To avoid the issue, the resolution states that a global value with one of the linkages {linkonce,weak}{,_odr}, available_externally, external_weak, common, as well as non-dsolocal external linkage, is considered to have a non-exact definition and will suppress inter-procedural optimizations.

Additionally, the resolution to llvm-project#48366 states that a nobuiltin external function is also considered to have a non-exact definition: as if a builtin call site may call the nobuiltin function or an unnamed library function, suppressing assumptions the call site can make (if the call site does resolve to the nobuiltin function, its behavior may be different from a library implementation).

We can enable non-inline inter-procedural optimizations for linkonce_odr or weak_odr linkage functions by first internalizing the profitable ones, and then attempting to merge them during LTO.

C inline

-fgnu89-inline inline and C99 inline are different from C++ inline. Non-static non-extern inline has weird semantics. I think it may be because the designers wanted to control the defining translation unit and avoid vague linkage. The choices did avoid the need for COMDAT but made the non-static non-extern inline inconvenient to use. In practice I think most projects avoid it.

Case study - PGO/coverage

A function and its data/counter variables must use separate IR comdat. (a) Instrumentation runs before inlining. More functions may reference the function's data/counter. Using one comdat can lead to dangling references.

  1. Using separate comdat can allow benign ODR violation where the prevailing copy is from a non-instrumented module.

Make FunctionPointer relative

Using a private alias to the function does not allow this scenario: both a non-instrumented TU and a instrumented TU have a function in a comdat any.
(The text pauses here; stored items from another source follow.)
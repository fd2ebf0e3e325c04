//! Handlers for the `/emp` resource.
//!
//! Update and delete select the target row with `?id=` rather than a path
//! segment, matching the employee UI's existing calls.

use axum::extract::State;
use axum::http::StatusCode;
use axum::Json;
use roster_core::employee;
use roster_core::types::EmployeeId;
use roster_db::models::employee::{CreateEmployee, Employee, UpdateEmployee};
use roster_db::repositories::EmployeeRepo;

use crate::error::AppResult;
use crate::extract::{AppJson, AppPath, AppQuery};
use crate::query::EmployeeIdParam;
use crate::state::AppState;

/// GET /emp
pub async fn list(State(state): State<AppState>) -> AppResult<Json<Vec<Employee>>> {
    let employees = EmployeeRepo::list(&state.pool).await?;
    tracing::debug!(count = employees.len(), "Listed employees");
    Ok(Json(employees))
}

/// GET /emp/{id}
pub async fn get_by_id(
    State(state): State<AppState>,
    AppPath(id): AppPath<EmployeeId>,
) -> AppResult<Json<Employee>> {
    let employee = EmployeeRepo::find_by_id(&state.pool, id).await?;
    Ok(Json(employee))
}

/// POST /emp
///
/// Returns 409 if an employee with the same id already exists.
pub async fn create(
    State(state): State<AppState>,
    AppJson(input): AppJson<CreateEmployee>,
) -> AppResult<(StatusCode, Json<Employee>)> {
    employee::validate_id(input.id)?;
    employee::validate_name(&input.name)?;
    employee::validate_department(&input.department)?;

    let created = EmployeeRepo::create(&state.pool, &input).await?;
    tracing::info!(id = created.id, name = %created.name, "Employee created");
    Ok((StatusCode::CREATED, Json(created)))
}

/// PUT /emp?id={id}
pub async fn update(
    State(state): State<AppState>,
    AppQuery(params): AppQuery<EmployeeIdParam>,
    AppJson(input): AppJson<UpdateEmployee>,
) -> AppResult<Json<Employee>> {
    if let Some(name) = &input.name {
        employee::validate_name(name)?;
    }
    if let Some(department) = &input.department {
        employee::validate_department(department)?;
    }

    let updated = EmployeeRepo::update(&state.pool, params.id, &input).await?;
    tracing::info!(id = updated.id, "Employee updated");
    Ok(Json(updated))
}

/// DELETE /emp?id={id}
///
/// Responds with the deleted record.
pub async fn delete(
    State(state): State<AppState>,
    AppQuery(params): AppQuery<EmployeeIdParam>,
) -> AppResult<Json<Employee>> {
    let deleted = EmployeeRepo::delete(&state.pool, params.id).await?;
    tracing::info!(id = deleted.id, "Employee deleted");
    Ok(Json(deleted))
}
//! Repository for the `employee` table.

use roster_core::error::CoreError;
use roster_core::types::EmployeeId;
use sqlx::PgPool;

use crate::error::RepoError;
use crate::models::employee::{CreateEmployee, Employee, UpdateEmployee};
use crate::reader::{Collection, CollectionReader};

/// Column list shared across queries to avoid repetition.
const COLUMNS: &str = "id, name, department";

/// Provides CRUD operations for employees.
pub struct EmployeeRepo;

impl Collection for EmployeeRepo {
    const TABLE: &'static str = "employee";
    const COLUMNS: &'static str = COLUMNS;
    const KEY_COLUMN: &'static str = "id";
    const ENTITY: &'static str = "Employee";
    type Row = Employee;
    type Key = EmployeeId;
}

impl EmployeeRepo {
    /// List every employee, ordered by id ascending.
    pub async fn list(pool: &PgPool) -> Result<Vec<Employee>, sqlx::Error> {
        CollectionReader::<Self>::list_all(pool).await
    }

    /// Find an employee by id; a missing row is `NotFound`.
    pub async fn find_by_id(pool: &PgPool, id: EmployeeId) -> Result<Employee, RepoError> {
        CollectionReader::<Self>::find_by_id(pool, id).await
    }

    /// Insert a new employee, returning the created row.
    ///
    /// Fails with `Conflict` if the id is already taken. The check and the
    /// insert are one statement, so two concurrent creates with the same id
    /// cannot both succeed.
    pub async fn create(pool: &PgPool, input: &CreateEmployee) -> Result<Employee, RepoError> {
        let query = format!(
            "INSERT INTO employee (id, name, department)
             VALUES ($1, $2, $3)
             ON CONFLICT (id) DO NOTHING
             RETURNING {COLUMNS}"
        );
        let created = sqlx::query_as::<_, Employee>(&query)
            .bind(input.id)
            .bind(&input.name)
            .bind(&input.department)
            .fetch_optional(pool)
            .await?;

        created.ok_or_else(|| {
            CoreError::Conflict(format!("Employee with id {} already exists", input.id)).into()
        })
    }

    /// Update an employee. Only non-`None` fields in `input` are applied.
    pub async fn update(
        pool: &PgPool,
        id: EmployeeId,
        input: &UpdateEmployee,
    ) -> Result<Employee, RepoError> {
        let query = format!(
            "UPDATE employee SET
                name = COALESCE($2, name),
                department = COALESCE($3, department)
             WHERE id = $1
             RETURNING {COLUMNS}"
        );
        let updated = sqlx::query_as::<_, Employee>(&query)
            .bind(id)
            .bind(&input.name)
            .bind(&input.department)
            .fetch_optional(pool)
            .await?;

        updated.ok_or_else(|| not_found(id))
    }

    /// Delete an employee, returning the row as it was before deletion.
    pub async fn delete(pool: &PgPool, id: EmployeeId) -> Result<Employee, RepoError> {
        let query = format!("DELETE FROM employee WHERE id = $1 RETURNING {COLUMNS}");
        let deleted = sqlx::query_as::<_, Employee>(&query)
            .bind(id)
            .fetch_optional(pool)
            .await?;

        deleted.ok_or_else(|| not_found(id))
    }
}

fn not_found(id: EmployeeId) -> RepoError {
    RepoError::Core(CoreError::NotFound {
        entity: EmployeeRepo::ENTITY,
        id: id.into(),
    })
}
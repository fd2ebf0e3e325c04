//! Handlers for the `/actor` resource.
//!
//! Every endpoint returns actors in the same shape; the paged endpoint wraps
//! them in a [`Page`].

use axum::extract::State;
use axum::Json;
use roster_core::pagination::Page;
use roster_core::types::ActorId;
use roster_db::models::actor::Actor;
use roster_db::models::film::Film;
use roster_db::repositories::{ActorRepo, FilmRepo};

use crate::error::AppResult;
use crate::extract::{AppPath, AppQuery};
use crate::query::{PageParams, PaginationParams};
use crate::state::AppState;

/// GET /actor
pub async fn list(State(state): State<AppState>) -> AppResult<Json<Vec<Actor>>> {
    let actors = ActorRepo::list(&state.pool).await?;
    Ok(Json(actors))
}

/// GET /actor/entities?offset=&limit=
pub async fn list_entities(
    State(state): State<AppState>,
    AppQuery(params): AppQuery<PaginationParams>,
) -> AppResult<Json<Vec<Actor>>> {
    let actors = ActorRepo::list_window(&state.pool, params.offset(), params.limit()).await?;
    Ok(Json(actors))
}

/// GET /actor/pageable?page=&size=
pub async fn list_pageable(
    State(state): State<AppState>,
    AppQuery(params): AppQuery<PageParams>,
) -> AppResult<Json<Page<Actor>>> {
    let page = ActorRepo::list_page(&state.pool, params.page(), params.size()).await?;
    Ok(Json(page))
}

/// GET /actor/id/{id}
pub async fn get_by_id(
    State(state): State<AppState>,
    AppPath(id): AppPath<ActorId>,
) -> AppResult<Json<Actor>> {
    let actor = ActorRepo::find_by_id(&state.pool, id).await?;
    Ok(Json(actor))
}

/// GET /actor/last-name/{last_name}
///
/// Returns the actor with the lowest id when several share the name.
pub async fn get_by_last_name(
    State(state): State<AppState>,
    AppPath(last_name): AppPath<String>,
) -> AppResult<Json<Actor>> {
    let actor = ActorRepo::find_by_last_name(&state.pool, &last_name).await?;
    Ok(Json(actor))
}

/// GET /actor/id/{id}/films
pub async fn list_films(
    State(state): State<AppState>,
    AppPath(id): AppPath<ActorId>,
) -> AppResult<Json<Vec<Film>>> {
    ActorRepo::find_by_id(&state.pool, id).await?;
    let films = FilmRepo::list_by_actor(&state.pool, id).await?;
    Ok(Json(films))
}
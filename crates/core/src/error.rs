use crate::types::DbId;

#[derive(Debug, thiserror::Error)]
pub enum CoreError {
    #[error("Entity not found: {entity} with id {id}")]
    NotFound { entity: &'static str, id: DbId },

    #[error("Entity not found: {entity} with {field} '{value}'")]
    NotFoundBy {
        entity: &'static str,
        field: &'static str,
        value: String,
    },

    #[error("Invalid argument: {0}")]
    InvalidArgument(String),

    #[error("Conflict: {0}")]
    Conflict(String),
}
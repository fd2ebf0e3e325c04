//! Integration tests for windowed and paged reads over the `actor` and `film`
//! tables.

use assert_matches::assert_matches;
use roster_core::error::CoreError;
use roster_db::error::RepoError;
use roster_db::reader::CollectionReader;
use roster_db::repositories::{ActorRepo, FilmRepo};
use sqlx::PgPool;

// ---------------------------------------------------------------------------
// Helpers
// ---------------------------------------------------------------------------

/// Insert actors with keys `1..=count`, highest key first, so any ordering the
/// reader returns must come from `ORDER BY` rather than insertion order.
async fn seed_actors(pool: &PgPool, count: i16) {
    for id in (1..=count).rev() {
        sqlx::query("INSERT INTO actor (actor_id, first_name, last_name) VALUES ($1, $2, $3)")
            .bind(id)
            .bind(format!("First{id}"))
            .bind(format!("Last{id}"))
            .execute(pool)
            .await
            .unwrap();
    }
}

async fn seed_film(pool: &PgPool, id: i16, title: &str) {
    sqlx::query("INSERT INTO film (film_id, title, release_year) VALUES ($1, $2, 2006)")
        .bind(id)
        .bind(title)
        .execute(pool)
        .await
        .unwrap();
}

async fn cast(pool: &PgPool, actor_id: i16, film_id: i16) {
    sqlx::query("INSERT INTO film_actor (actor_id, film_id) VALUES ($1, $2)")
        .bind(actor_id)
        .bind(film_id)
        .execute(pool)
        .await
        .unwrap();
}

fn keys(actors: &[roster_db::models::actor::Actor]) -> Vec<i16> {
    actors.iter().map(|a| a.actor_id).collect()
}

// ---------------------------------------------------------------------------
// list / offset-limit
// ---------------------------------------------------------------------------

#[sqlx::test(migrations = "../../db/migrations")]
async fn list_returns_every_actor_in_key_order(pool: PgPool) {
    seed_actors(&pool, 5).await;

    let actors = ActorRepo::list(&pool).await.unwrap();
    assert_eq!(keys(&actors), vec![1, 2, 3, 4, 5]);
}

#[sqlx::test(migrations = "../../db/migrations")]
async fn offset_two_limit_two_returns_keys_three_and_four(pool: PgPool) {
    seed_actors(&pool, 5).await;

    let actors = ActorRepo::list_window(&pool, 2, 2).await.unwrap();
    assert_eq!(keys(&actors), vec![3, 4]);
}

#[sqlx::test(migrations = "../../db/migrations")]
async fn window_never_exceeds_limit(pool: PgPool) {
    seed_actors(&pool, 5).await;

    for offset in 0..7 {
        for limit in 1..7 {
            let actors = ActorRepo::list_window(&pool, offset, limit).await.unwrap();
            assert!(
                (actors.len() as i64) <= limit,
                "offset={offset} limit={limit} returned {} rows",
                actors.len()
            );
        }
    }
}

#[sqlx::test(migrations = "../../db/migrations")]
async fn offset_at_or_past_end_returns_empty(pool: PgPool) {
    seed_actors(&pool, 5).await;

    assert!(ActorRepo::list_window(&pool, 5, 10).await.unwrap().is_empty());
    assert!(ActorRepo::list_window(&pool, 500, 10).await.unwrap().is_empty());
}

#[sqlx::test(migrations = "../../db/migrations")]
async fn invalid_window_is_rejected(pool: PgPool) {
    let err = ActorRepo::list_window(&pool, -1, 10).await.unwrap_err();
    assert_matches!(err, RepoError::Core(CoreError::InvalidArgument(_)));

    let err = ActorRepo::list_window(&pool, 0, 0).await.unwrap_err();
    assert_matches!(err, RepoError::Core(CoreError::InvalidArgument(_)));
}

#[sqlx::test(migrations = "../../db/migrations")]
async fn repeated_window_reads_are_identical(pool: PgPool) {
    seed_actors(&pool, 5).await;

    let first = ActorRepo::list_window(&pool, 1, 3).await.unwrap();
    let second = ActorRepo::list_window(&pool, 1, 3).await.unwrap();
    assert_eq!(first, second);
}

// ---------------------------------------------------------------------------
// page / size
// ---------------------------------------------------------------------------

#[sqlx::test(migrations = "../../db/migrations")]
async fn page_items_match_equivalent_window(pool: PgPool) {
    seed_actors(&pool, 5).await;

    for page in 0..4 {
        let paged = ActorRepo::list_page(&pool, page, 2).await.unwrap();
        let windowed = ActorRepo::list_window(&pool, page * 2, 2).await.unwrap();
        assert_eq!(paged.items, windowed, "page {page}");
        assert_eq!(paged.total, Some(5));
        assert_eq!(paged.total_pages, Some(3));
    }
}

#[sqlx::test(migrations = "../../db/migrations")]
async fn last_page_is_partial_and_flagged(pool: PgPool) {
    seed_actors(&pool, 5).await;

    let page = ActorRepo::list_page(&pool, 2, 2).await.unwrap();
    assert_eq!(keys(&page.items), vec![5]);
    assert_eq!(page.offset, 4);
    assert_eq!(page.is_last(), Some(true));
}

#[sqlx::test(migrations = "../../db/migrations")]
async fn page_of_empty_table_reports_zero_pages(pool: PgPool) {
    let page = ActorRepo::list_page(&pool, 0, 10).await.unwrap();
    assert!(page.items.is_empty());
    assert_eq!(page.total, Some(0));
    assert_eq!(page.total_pages, Some(0));
}

#[sqlx::test(migrations = "../../db/migrations")]
async fn invalid_page_is_rejected(pool: PgPool) {
    assert_matches!(
        ActorRepo::list_page(&pool, -1, 10).await,
        Err(RepoError::Core(CoreError::InvalidArgument(_)))
    );
    assert_matches!(
        ActorRepo::list_page(&pool, 0, 0).await,
        Err(RepoError::Core(CoreError::InvalidArgument(_)))
    );
}

#[sqlx::test(migrations = "../../db/migrations")]
async fn count_matches_seeded_rows(pool: PgPool) {
    seed_actors(&pool, 4).await;
    assert_eq!(CollectionReader::<ActorRepo>::count(&pool).await.unwrap(), 4);
}

// ---------------------------------------------------------------------------
// key and field lookups
// ---------------------------------------------------------------------------

#[sqlx::test(migrations = "../../db/migrations")]
async fn find_by_id_returns_row_or_not_found(pool: PgPool) {
    seed_actors(&pool, 3).await;

    let actor = ActorRepo::find_by_id(&pool, 2).await.unwrap();
    assert_eq!(actor.first_name, "First2");

    let err = ActorRepo::find_by_id(&pool, 99).await.unwrap_err();
    assert_matches!(
        err,
        RepoError::Core(CoreError::NotFound {
            entity: "Actor",
            id: 99
        })
    );
}

#[sqlx::test(migrations = "../../db/migrations")]
async fn last_name_lookup_takes_lowest_key_on_duplicates(pool: PgPool) {
    for (id, first) in [(7_i16, "Grace"), (3, "Penelope"), (5, "Nick")] {
        sqlx::query("INSERT INTO actor (actor_id, first_name, last_name) VALUES ($1, $2, 'GUINESS')")
            .bind(id)
            .bind(first)
            .execute(&pool)
            .await
            .unwrap();
    }

    let actor = ActorRepo::find_by_last_name(&pool, "GUINESS").await.unwrap();
    assert_eq!(actor.actor_id, 3);
    assert_eq!(actor.first_name, "Penelope");

    let err = ActorRepo::find_by_last_name(&pool, "NOBODY").await.unwrap_err();
    assert_matches!(
        err,
        RepoError::Core(CoreError::NotFoundBy {
            entity: "Actor",
            field: "last_name",
            ref value,
        }) if value == "NOBODY"
    );
}

#[sqlx::test(migrations = "../../db/migrations")]
async fn lookup_by_undeclared_field_is_rejected(pool: PgPool) {
    let err = CollectionReader::<ActorRepo>::find_by_unique_field(&pool, "first_name; --", "x")
        .await
        .unwrap_err();
    assert_matches!(err, RepoError::Core(CoreError::InvalidArgument(_)));
}

// ---------------------------------------------------------------------------
// films
// ---------------------------------------------------------------------------

#[sqlx::test(migrations = "../../db/migrations")]
async fn films_by_actor_follow_join_table(pool: PgPool) {
    seed_actors(&pool, 2).await;
    seed_film(&pool, 10, "ACADEMY DINOSAUR").await;
    seed_film(&pool, 4, "AFFAIR PREJUDICE").await;
    seed_film(&pool, 20, "AMADEUS HOLY").await;
    cast(&pool, 1, 20).await;
    cast(&pool, 1, 4).await;
    cast(&pool, 2, 10).await;

    let films = FilmRepo::list_by_actor(&pool, 1).await.unwrap();
    let ids: Vec<i16> = films.iter().map(|f| f.film_id).collect();
    assert_eq!(ids, vec![4, 20]);

    assert!(FilmRepo::list_by_actor(&pool, 42).await.unwrap().is_empty());
}

#[sqlx::test(migrations = "../../db/migrations")]
async fn film_pages_use_same_reader(pool: PgPool) {
    for id in 1..=3 {
        seed_film(&pool, id, &format!("FILM {id}")).await;
    }

    let page = FilmRepo::list_page(&pool, 1, 2).await.unwrap();
    assert_eq!(page.items.len(), 1);
    assert_eq!(page.items[0].title, "FILM 3");
    assert_eq!(page.total_pages, Some(2));

    let window = FilmRepo::list_window(&pool, 0, 2).await.unwrap();
    assert_eq!(window.len(), 2);
    assert_eq!(FilmRepo::find_by_id(&pool, 2).await.unwrap().title, "FILM 2");
    assert_eq!(FilmRepo::list(&pool).await.unwrap().len(), 3);
}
If the non-instrumented TU is prevailing, a relocation referencing the discarded private alias will cause a linker error.

Q: How to handle an available_externally function? (e.g. extern __inline __attribute__((gnu_inline)) int stat(const char *path, struct stat *statbuf))

An alias cannot reference an available_externally function.

Static variable inside inline function emitted in a different section group than the function

It seems that GCC only places a function in a COMDAT of a different name for aliases (symtab_node::add_to_same_comdat_group is only called for aliases).

For the following code (adapted from https://github.com/llvm/llvm-project/issues/72361),

1
2
3
4
5
6
7
8
9
10
11
12
13
14
15
16
17
struct A {
char data[24];
#if __cplusplus >= 202002L
constexpr
#endif
A() noexcept : data() {}
};

inline const A &get() {
static const A empty;
return empty;
}

const A &(*emitGet)() = &get;

// clang++ -c -O2 -std=c++17 a.cc -o a17.o
// clang++ -c -O2 -std=c++20 a.cc -o a20.o

The function get and the variable empty are in different COMDAT groups. This design choice allows get and empty to be discarded separately. Usually, if all references to get are inlined (except in this address-taken case), get can be discarded while empty is retained.

In a C++17 object file, Clang generates LLVM IR @_ZZ3getvE5empty = linkonce_odr dso_local global %struct.A zeroinitializer, comdat, align 1 and LLVM places variable in the section .bss._ZZ3getvE5empty. get initializes _ZZ3getvE5empty to all zeros (although the modification can be optimized out, given that this is the only modification and BSS implies all zeros).

In a C++20 object file, the constructor is constexpr and Clang generates LLVM IR @_ZZ3getvE5empty = linkonce_odr dso_local constant %struct.A zeroinitializer, comdat, align 1. LLVM places the variable in the section .rodata._ZZ3getvE5empty.

The primary difference is that the section containing the variable is mutable without constexpr and read-only with constexpr. When mixing C++17 and C++20 object files, if C++17 get is selected and C++20 empty is selected, C++17 get will attempt to write to .rodata._ZZ3getB5cxx11vE5emptyB5cxx11, resulting in a segmentation fault.